COVID-19 pandemic worsened vulnerability of patients with dementia (PWD). This new reality associated with government restriction and isolation worsened stress burden and psychological frailties in PWD caregivers.

Objective:

To give tele-psychological support to caregivers and evaluate the effect of this intervention by quantifying stress burden and quality of life during the first COVID-19 lockdown.

Methods:

50 caregivers were divided into two groups: “Caregiver-focused group” (Cg) and “Patient-focused group” (Pg). Both groups received telephone contact every 2 weeks over a 28-week period, but the content of the call was different: in Cg, caregivers answered questions about the state of the PWD but also explored their own emotional state, stress burden, and quality of life. In Pg instead, telephone contacts were focused only on the PWD, and no evaluation regarding the caregiver mood or state of stress was made. Psychometric scales were administered to evaluate COVID-19 impact, stress burden, and quality of life.

Results:

Considering the time of intervention, from baseline (W0) to W28, Zarit Burden Interview and Quality of Life-caregiver questionnaires remained unchanged in Cg as compared with baseline (p > 0.05), whereas they worsened significantly in Pg (p < 0.01), showing increased stress over time and decreased quality of life in this group. Moreover, Impact on Event Scale values improved over the weeks in Cg (p = 0.015), while they remained unchanged in Pg (p = 0.483).

Conclusion:

Caregivers who received telephone support about their mood and stress burden did not worsen their psychological state during the time of intervention, as did instead those who did not get such support.

INTRODUCTION

Currently, more than 50 million people have dementia worldwide [1]. Dementia is associated with varying degrees of cognitive decline and behavioral changes, which have a huge impact on the quality of life of persons affected and their relatives. During normal times, people with dementia (PWD) are very vulnerable and dependent on family or professional caregivers in everyday life.

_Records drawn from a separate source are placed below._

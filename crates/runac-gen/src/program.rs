//! Top-level assembly: section ordering, globals, the inlined print
//! helpers, and the synthesized `main` (§4.4 "Output").

use runac_par::Expr;
use runac_util::Level;

use crate::codegen::CodeGen;
use crate::function::first_function_name;

impl<'a> CodeGen<'a> {
    /// Walks the whole program and returns the finished assembly text.
    pub fn generate(mut self) -> String {
        if !self.program.imports.is_empty() {
            self.emit("# Imports:");
            for import in &self.program.imports {
                self.emit(format!(
                    "#   {} as {}",
                    import.filename.as_str(),
                    import.alias.as_str()
                ));
            }
        }

        let program = self.program;
        for function in &program.functions {
            self.emit_function(function);
        }

        let has_main = self
            .function_names
            .iter()
            .any(|name| name.as_str() == "main");
        if !has_main {
            self.emit_synthesized_main();
        }

        self.assemble()
    }

    fn emit_synthesized_main(&mut self) {
        self.emit(".globl main");
        self.emit_label("main");
        match first_function_name(&self.program.functions) {
            Some(name) => {
                self.emit(format!("    call {name}"));
            }
            None => {
                self.emit("    movq $0, %rax");
            }
        }
        self.emit("    movq %rax, %rdi");
        self.emit("    movq $60, %rax");
        self.emit("    syscall");
    }

    fn emit_globals(&self, data: &mut String, bss: &mut String) {
        for global in &self.program.globals {
            match &global.initial_value {
                Some(Expr::Integer(n)) => {
                    data.push_str(&format!("{}:\n", global.name.as_str()));
                    data.push_str(&format!("    .quad {n}\n"));
                }
                Some(_) => self.handler.fatal(
                    Level::CodegenError,
                    format!(
                        "global '{}' must be initialized with a constant integer literal",
                        global.name.as_str()
                    ),
                    Some(global.span),
                ),
                None => {
                    bss.push_str(&format!("{}:\n", global.name.as_str()));
                    bss.push_str("    .zero 8\n");
                }
            }
        }
    }

    /// Assembles the buffered `.text` body together with the now-complete
    /// string pool and global sections into the final six-section file
    /// (§4.4 "Output").
    fn assemble(&mut self) -> String {
        let mut data = String::new();
        let mut bss = String::new();
        self.emit_globals(&mut data, &mut bss);

        let mut out = String::new();
        out.push_str(".section .rodata\n");
        self.pool.emit(&mut out);
        out.push_str(".section .data\n");
        out.push_str(&data);
        out.push_str(".section .bss\n");
        out.push_str(&bss);
        out.push_str(".text\n");
        out.push_str(PRINT_HELPERS);
        out.push_str(&self.body);
        out.push_str(".section .note.GNU-stack,\"\",@progbits\n");
        out
    }
}

/// `print_string`/`print_integer`, inlined at the top of every output file
/// rather than called as external symbols (§4.4 "Print helpers"). Both
/// issue the `write` syscall directly and append the pooled `.newline`.
const PRINT_HELPERS: &str = r#"print_string:
    pushq %rbx
    movq %rdi, %rbx
    movq %rdi, %rax
.Lprint_string_strlen:
    cmpb $0, (%rax)
    je .Lprint_string_strlen_done
    incq %rax
    jmp .Lprint_string_strlen
.Lprint_string_strlen_done:
    subq %rbx, %rax
    movq %rax, %rdx
    movq %rbx, %rsi
    movq $1, %rdi
    movq $1, %rax
    syscall
    leaq .newline(%rip), %rsi
    movq $1, %rdx
    movq $1, %rdi
    movq $1, %rax
    syscall
    popq %rbx
    ret

print_integer:
    pushq %rbx
    pushq %r12
    pushq %r13
    movq %rdi, %r12
    movq $0, %r13
    testq %r12, %r12
    jns .Lprint_integer_unsigned
    movq $1, %r13
    negq %r12
.Lprint_integer_unsigned:
    subq $32, %rsp
    leaq 31(%rsp), %rbx
    movq %r12, %rax
    movq $10, %rcx
    xorq %r8, %r8
.Lprint_integer_digit_loop:
    xorq %rdx, %rdx
    divq %rcx
    addb $48, %dl
    decq %rbx
    movb %dl, (%rbx)
    incq %r8
    testq %rax, %rax
    jnz .Lprint_integer_digit_loop
    testq %r13, %r13
    jz .Lprint_integer_write
    decq %rbx
    movb $45, (%rbx)
    incq %r8
.Lprint_integer_write:
    movq %rbx, %rsi
    movq %r8, %rdx
    movq $1, %rdi
    movq $1, %rax
    syscall
    leaq .newline(%rip), %rsi
    movq $1, %rdx
    movq $1, %rdi
    movq $1, %rax
    syscall
    addq $32, %rsp
    popq %r13
    popq %r12
    popq %rbx
    ret

"#;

The 2019 new coronavirus disease (COVID-19) was declared a “Public Health Emergency of International Concern” (PHIC) on January 30, 2020, and the World Health Organization (WHO) declared the “COVID-19 pandemic” on March 11, 2020 [2].

This COVID-19 pandemic worsened vulnerability of PWD directly: a diagnosis of dementia is in fact an important risk factor for mortality in patients with COVID-19 [3]. Many countries have implemented strict public health measures to protect vulnerable groups such as PWD from the deleterious physical effects of COVID-19. In Italy, the first strict lockdown lasted almost 3 months (March-May 2020) with severe restrictions in daily living habits.

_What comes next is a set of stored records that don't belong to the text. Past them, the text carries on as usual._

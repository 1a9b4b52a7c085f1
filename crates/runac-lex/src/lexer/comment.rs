//! Comment skipping.
//!
//! The source language has one comment form: `#` to end of line.

use crate::Lexer;

impl<'a> Lexer<'a> {
    pub(super) fn skip_comment(&mut self) {
        self.cursor.advance(); // '#'
        while !self.cursor.is_at_end() && self.cursor.current() != b'\n' {
            self.cursor.advance();
        }
    }
}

Psychological changes become evident after the introduction of the restrictions applied by the Government during the COVID-19 pandemic, such as social distancing and limitations in individual mobility and social activities. These restrictions may have had negative consequences on the possibility of being psychologically and emotively supported by others; low social support has been associated with higher depression in caregivers [4].

During this period, caregivers might have experienced higher than usual stress and burden because communication and coordination with healthcare providers was difficult, thus they were unable to rely on their usual network of formal and informal in-home supports, face escalating challenges in accessing needed in-home care. Additionally, support programs, such as adult day health care, may not be available. Caregivers may also experience negative physical and mental health outcomes. Many caregivers experienced feelings of social isolation, which may be exacerbated by social distancing policy measures. Older caregivers may be at particular risk for injury as they take on additional hands-on caregiving responsibilities, such as assisting with mobility and transfers in the absence of other help. Added caregiver burden and lack of informal care prevented older care recipients from being safely maintained in their homes, increasing the risk for requiring care in emergency departments, hospitals, or long-term care facilities [5].

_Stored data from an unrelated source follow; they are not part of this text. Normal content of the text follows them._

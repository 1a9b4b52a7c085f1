//! String literal lexing.
//!
//! Double-quoted, no escape interpretation: bytes between the quotes are
//! copied through verbatim (even a literal newline), matching the archived
//! lexer's `lexer_read_string_literal`. Only a missing closing quote before
//! end of input is an error.

use runac_util::{Level, Span, Symbol};

use crate::token::{Token, TokenKind};
use crate::Lexer;

impl<'a> Lexer<'a> {
    pub(crate) fn lex_string(&mut self) -> Token {
        let span_start = self.token_start;
        let line = self.line();
        let column = self.column();
        let span = Span::new(span_start, line, column);

        self.cursor.advance(); // opening quote
        let content_start = self.cursor.position();

        while !self.cursor.is_at_end() && self.cursor.current() != b'"' {
            self.cursor.advance();
        }

        if self.cursor.is_at_end() {
            self.handler.fatal(
                Level::LexerError,
                "unterminated string literal",
                Some(span),
            );
        }

        let bytes = self.cursor.slice_from(content_start);
        let text = String::from_utf8_lossy(bytes).into_owned();
        self.cursor.advance(); // closing quote

        Token::new(TokenKind::StringLiteral, Some(Symbol::intern(&text)), span)
    }
}

#[cfg(test)]
mod tests {
    use super::*;
    use runac_util::Handler;

    fn lex_one(source: &str) -> Token {
        let handler = Handler::new();
        let mut lexer = Lexer::new(source, &handler);
        lexer.next_token()
    }

    #[test]
    fn simple_string() {
        let tok = lex_one("\"Hello, world!\"");
        assert_eq!(tok.kind, TokenKind::StringLiteral);
        assert_eq!(tok.lexeme, Some(Symbol::intern("Hello, world!")));
    }

    #[test]
    fn empty_string() {
        let tok = lex_one("\"\"");
        assert_eq!(tok.lexeme, Some(Symbol::intern("")));
    }

    #[test]
    fn backslash_is_preserved_verbatim() {
        let tok = lex_one("\"a\\nb\"");
        assert_eq!(tok.lexeme, Some(Symbol::intern("a\\nb")));
    }
}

In this new reality, caregivers often experienced high burden that negatively compromised their mental wellbeing, as a result of the loneliness brought about by the confinement and isolation. This has been associated with health problems such as compassion fatigue that force some family caregivers to relinquish care roles of their loved ones to long-term care [6, 7].

Isolation had negative effects in about half of PWD, also for the discontinuation of essential services for their care [8, 9]. Prolonged time of isolation had negative effects on caregivers, as demonstrated by higher levels of depression and anxiety [10]. Educational level appears to be a protective factor. Women seem to suffer the consequences of the lockdown on anxiety, depression, and stress more than the men [11].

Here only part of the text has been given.